Shares of HCA Healthcare have trailed behind the broader market over the past year. Over the past 52 weeks, the stock gained 3.9% compared to the S&P 500 Index’s ($SPX) 22.8% returns. However, in 2025, HCA has shown renewed momentum, climbing 6.8% and edging past the SPX’s 4.5% year-to-date gain.
Yet, despite this uptick, the stock remains a step behind the SPDR S&P Health Care Services ETF (XHS). The exchange-traded fund has gained 14.2% over the past year and on a YTD basis.

On Jan. 24, HCA Healthcare released its Q4 earnings, with both its topline and bottom-line surpassing market estimates. Its Same-facility admissions increased by 3.0%, and emergency room visits rose by 2.4%. HCA shares jumped 6.1% in the following trading session.
For 2025, HCA projects EPS between $24.05 and $25.85 on revenue ranging from $72.8 billion to $75.8 billion. Despite mixed guidance for 2025 and operational disruptions from Hurricanes Helene and Milton. The company also raised its quarterly dividend to $0.72 per share and authorized an additional $10 billion share repurchase program.
For the current fiscal year, ending in December, analysts expect HCA’s EPS to grow 13.8% to $24.98 on a diluted basis. The company’s earnings surprise history is robust. It beat the consensus estimate in each of the last four quarters.
Among the 24 analysts covering HCA stock, the consensus rating is a “Moderate Buy,” a step down from “Strong Buy” three months ago. The current consensus is based on 17 “Strong Buy” ratings, one “Moderate Buy,” five “Holds,” and one “Strong Sell.”

On Jan. 27, RBC Capital Markets lowered HCA Healthcare’s price target from $405 to $384 while maintaining an “Outperform” rating.

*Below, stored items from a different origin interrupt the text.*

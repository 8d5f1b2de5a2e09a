//! Configuration management for pagewatch.
//!
//! Loads configuration from TOML files and provides runtime defaults.

use serde::{Deserialize, Serialize};
use std::path::PathBuf;
use tracing::{info, warn};

/// Main configuration structure
#[derive(Debug, Clone, Serialize, Deserialize)]
pub struct Config {
    #[serde(default)]
    pub general: GeneralConfig,

    #[serde(default)]
    pub fetch: FetchConfig,

    #[serde(default)]
    pub change_detection: ChangeDetectionConfig,

    #[serde(default)]
    pub classifier: ClassifierConfig,

    #[serde(default)]
    pub notify: NotifyConfig,

    #[serde(default)]
    pub scheduler: SchedulerConfig,

    #[serde(default)]
    pub storage: StorageConfig,
}

impl Default for Config {
    fn default() -> Self {
        Self {
            general: GeneralConfig::default(),
            fetch: FetchConfig::default(),
            change_detection: ChangeDetectionConfig::default(),
            classifier: ClassifierConfig::default(),
            notify: NotifyConfig::default(),
            scheduler: SchedulerConfig::default(),
            storage: StorageConfig::default(),
        }
    }
}

#[derive(Debug, Clone, Serialize, Deserialize)]
pub struct GeneralConfig {
    /// Log level (trace, debug, info, warn, error)
    #[serde(default = "default_log_level")]
    pub log_level: String,
}

impl Default for GeneralConfig {
    fn default() -> Self {
        Self {
            log_level: "info".to_string(),
        }
    }
}

#[derive(Debug, Clone, Serialize, Deserialize)]
pub struct FetchConfig {
    /// User-Agent sent on page and robots.txt requests
    #[serde(default = "default_user_agent")]
    pub user_agent: String,

    /// Request timeout in seconds
    #[serde(default = "default_fetch_timeout")]
    pub timeout_seconds: u64,

    /// Whether to consult robots.txt before fetching
    #[serde(default = "default_true")]
    pub respect_robots: bool,
}

impl Default for FetchConfig {
    fn default() -> Self {
        Self {
            user_agent: default_user_agent(),
            timeout_seconds: 30,
            respect_robots: true,
        }
    }
}

#[derive(Debug, Clone, Serialize, Deserialize)]
pub struct ChangeDetectionConfig {
    /// Hamming distance threshold for visual hash comparison (0-64)
    #[serde(default = "default_hash_sensitivity")]
    pub hash_sensitivity: u32,

    /// Per-category cap on diff blocks kept after relevance filtering
    #[serde(default = "default_keep_max")]
    pub keep_max_blocks: usize,
}

impl Default for ChangeDetectionConfig {
    fn default() -> Self {
        Self {
            hash_sensitivity: 8,
            keep_max_blocks: 60,
        }
    }
}

#[derive(Debug, Clone, Serialize, Deserialize)]
pub struct ClassifierConfig {
    /// Timeout for the semantic provider call, in seconds
    #[serde(default = "default_provider_timeout")]
    pub provider_timeout_seconds: u64,
}

impl Default for ClassifierConfig {
    fn default() -> Self {
        Self {
            provider_timeout_seconds: 20,
        }
    }
}

#[derive(Debug, Clone, Serialize, Deserialize)]
pub struct NotifyConfig {
    /// Webhook URL; notifications go to the log when unset
    #[serde(default)]
    pub webhook_url: Option<String>,
}

impl Default for NotifyConfig {
    fn default() -> Self {
        Self { webhook_url: None }
    }
}

#[derive(Debug, Clone, Serialize, Deserialize)]
pub struct SchedulerConfig {
    /// Maximum checks running at the same time across all targets
    #[serde(default = "default_max_concurrent")]
    pub max_concurrent_checks: usize,

    /// Days of check history to keep
    #[serde(default = "default_retention_days")]
    pub retention_days: u32,

    /// How often the cleanup task runs, in hours
    #[serde(default = "default_cleanup_interval")]
    pub cleanup_interval_hours: u32,
}

impl Default for SchedulerConfig {
    fn default() -> Self {
        Self {
            max_concurrent_checks: 4,
            retention_days: 30,
            cleanup_interval_hours: 72,
        }
    }
}

#[derive(Debug, Clone, Serialize, Deserialize)]
pub struct StorageConfig {
    /// SQLite database path; defaults next to the config file
    #[serde(default)]
    pub db_path: Option<PathBuf>,
}

impl Default for StorageConfig {
    fn default() -> Self {
        Self { db_path: None }
    }
}

// Default value functions for serde
fn default_true() -> bool {
    true
}

fn default_log_level() -> String {
    "info".to_string()
}

fn default_user_agent() -> String {
    format!("pagewatch/{}", env!("CARGO_PKG_VERSION"))
}

fn default_fetch_timeout() -> u64 {
    30
}

fn default_hash_sensitivity() -> u32 {
    8
}

fn default_keep_max() -> usize {
    60
}

fn default_provider_timeout() -> u64 {
    20
}

fn default_max_concurrent() -> usize {
    4
}

fn default_retention_days() -> u32 {
    30
}

fn default_cleanup_interval() -> u32 {
    72
}

impl Config {
    /// Load configuration from the default path
    pub fn load() -> Self {
        Self::load_from_path(Self::default_config_path())
    }

    /// Load configuration from a specific path
    pub fn load_from_path(path: PathBuf) -> Self {
        match std::fs::read_to_string(&path) {
            Ok(contents) => match toml::from_str(&contents) {
                Ok(config) => {
                    info!("Loaded configuration from {:?}", path);
                    config
                }
                Err(e) => {
                    warn!("Failed to parse config file: {}, using defaults", e);
                    Self::default()
                }
            },
            Err(_) => {
                info!("No config file found at {:?}, using defaults", path);
                Self::default()
            }
        }
    }

    /// Get the default configuration file path
    pub fn default_config_path() -> PathBuf {
        dirs::config_dir()
            .unwrap_or_else(|| PathBuf::from("."))
            .join("pagewatch")
            .join("config.toml")
    }

    /// Resolved database path: explicit setting, or pagewatch.db next to
    /// the config file
    pub fn db_path(&self) -> PathBuf {
        self.storage.db_path.clone().unwrap_or_else(|| {
            dirs::config_dir()
                .unwrap_or_else(|| PathBuf::from("."))
                .join("pagewatch")
                .join("pagewatch.db")
        })
    }

    /// Save configuration to a specific path
    pub fn save_to_path(&self, path: PathBuf) -> std::io::Result<()> {
        if let Some(parent) = path.parent() {
            std::fs::create_dir_all(parent)?;
        }

        let contents = toml::to_string_pretty(self)
            .map_err(|e| std::io::Error::new(std::io::ErrorKind::InvalidData, e.to_string()))?;

        std::fs::write(&path, contents)?;
        info!("Saved configuration to {:?}", path);
        Ok(())
    }
}
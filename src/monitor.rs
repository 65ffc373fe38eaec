//! Liveness monitors.
//!
//! A monitor answers one question per pass: has there been activity?
//! Polling monitors inspect a process table snapshot supplied by the caller;
//! event monitors report whether a background listener latched a packet.

mod process;
mod wake;

pub use process::PollingMonitor;
pub use wake::EventMonitor;
pub use wake::Latch;
pub use wake::MagicSignature;
pub use wake::RECV_TIMEOUT;
pub use wake::WakeListener;

use crate::config::MonitorSpec;
use crate::interfaces::InterfaceSource;
use crate::snapshot::ProcessSnapshot;
use std::net::Ipv4Addr;
use std::net::SocketAddr;
use thiserror::Error;
use tracing::info;

/// Inputs shared by every monitor during one pass.
#[derive(Debug, Default, Clone, Copy)]
pub struct Observation<'a> {
    snapshot: Option<&'a ProcessSnapshot>,
}

impl<'a> Observation<'a> {
    pub fn new(snapshot: Option<&'a ProcessSnapshot>) -> Self {
        Self { snapshot }
    }

    /// Process table for this pass, if it could be read.
    pub fn snapshot(&self) -> Option<&'a ProcessSnapshot> {
        self.snapshot
    }
}

/// A pluggable liveness signal.
pub trait Monitor: Send {
    /// Name used in log lines.
    fn name(&self) -> &str;

    /// Whether the caller must fetch a process table before observing.
    fn needs_snapshot(&self) -> bool {
        false
    }

    /// Report whether activity was seen.
    ///
    /// Must not block: any waiting happens elsewhere.
    fn observe(&self, observation: &Observation<'_>) -> Result<bool, ObserveError>;
}

/// A single observation failed; the pass counts it as no activity.
#[derive(Error, Debug, PartialEq, Eq)]
pub enum ObserveError {
    #[error("Process table snapshot unavailable")]
    SnapshotUnavailable,

    #[error("Listener for '{0}' has stopped")]
    ListenerStopped(String),
}

/// Errors constructing monitors at startup.
#[derive(Error, Debug)]
pub enum MonitorError {
    #[error("Monitor '{name}' has an invalid pattern: {source}")]
    InvalidPattern {
        name: String,
        #[source]
        source: regex::Error,
    },

    #[error("Monitor '{name}' cannot listen on {addr}: {source}")]
    Bind {
        name: String,
        addr: SocketAddr,
        #[source]
        source: std::io::Error,
    },

    #[error("Monitor '{name}' has no hardware addresses to match")]
    NoSignatures { name: String },

    #[error("Failed to enumerate network interfaces: {0}")]
    Interfaces(#[source] std::io::Error),
}

/// Monitors built from configuration plus the listeners that feed them.
pub struct MonitorSet {
    pub monitors: Vec<Box<dyn Monitor>>,
    pub listeners: Vec<WakeListener>,
}

/// Build monitors in configuration order.
///
/// Event monitors bind their sockets here so a port conflict stops startup
/// instead of producing a monitor that is silently always absent.
pub async fn build_monitors(
    specs: &[MonitorSpec],
    interfaces: &dyn InterfaceSource,
) -> Result<MonitorSet, MonitorError> {
    let mut monitors: Vec<Box<dyn Monitor>> = Vec::with_capacity(specs.len());
    let mut listeners = Vec::new();
    let mut signatures: Option<Vec<MagicSignature>> = None;

    for spec in specs {
        match spec {
            MonitorSpec::Process { name, pattern } => {
                monitors.push(Box::new(PollingMonitor::new(name, pattern)?));
            }
            MonitorSpec::Event { name, port } => {
                if signatures.is_none() {
                    let found = interfaces
                        .hardware_addresses()
                        .map_err(MonitorError::Interfaces)?
                        .into_iter()
                        .map(MagicSignature::for_mac)
                        .collect();
                    signatures = Some(found);
                }

                let addr = SocketAddr::from((Ipv4Addr::UNSPECIFIED, *port));
                let (monitor, listener) =
                    EventMonitor::bind(name, addr, signatures.clone().unwrap_or_default()).await?;
                monitors.push(Box::new(monitor));
                listeners.push(listener);
            }
        }
        info!("Monitoring {}", spec.name());
    }

    Ok(MonitorSet {
        monitors,
        listeners,
    })
}
//! Process table monitor.

use super::Monitor;
use super::MonitorError;
use super::Observation;
use super::ObserveError;
use crate::snapshot::ProcessSnapshot;
use regex::Regex;
use tracing::debug;

/// Reports activity while any process command line matches a pattern.
#[derive(Debug, Clone)]
pub struct PollingMonitor {
    name: String,
    pattern: Regex,
}

impl PollingMonitor {
    /// Compile `pattern`; it matches anywhere in a command line.
    pub fn new(name: impl Into<String>, pattern: &str) -> Result<Self, MonitorError> {
        let name = name.into();
        let pattern = Regex::new(pattern).map_err(|source| MonitorError::InvalidPattern {
            name: name.clone(),
            source,
        })?;
        Ok(Self { name, pattern })
    }

    /// True iff at least one line of `snapshot` matches.
    pub fn matches(&self, snapshot: &ProcessSnapshot) -> bool {
        snapshot.lines().iter().any(|line| self.pattern.is_match(line))
    }
}

impl Monitor for PollingMonitor {
    fn name(&self) -> &str {
        &self.name
    }

    fn needs_snapshot(&self) -> bool {
        true
    }

    fn observe(&self, observation: &Observation<'_>) -> Result<bool, ObserveError> {
        let snapshot = observation
            .snapshot()
            .ok_or(ObserveError::SnapshotUnavailable)?;
        debug!("Looking for [{}]", self.pattern.as_str());
        Ok(self.matches(snapshot))
    }
}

The firm noted the debate over the earnings quality due to Medicaid direct payment programs and hurricane-related disruptions but remains confident in HCA’s 2025 growth potential.
However, RBC trimmed its 2025 adjusted EBITDA estimate to $14.58 billion from $14.7 billion, citing regulatory uncertainties, including the pending status of Tennessee’s FY25 supplement under the new administration.
The mean price target is $383.05, representing a 19.5% premium compared to HCA’s current price levels. The Street-high price target of $438 suggests an ambitious upside potential of 36.6%.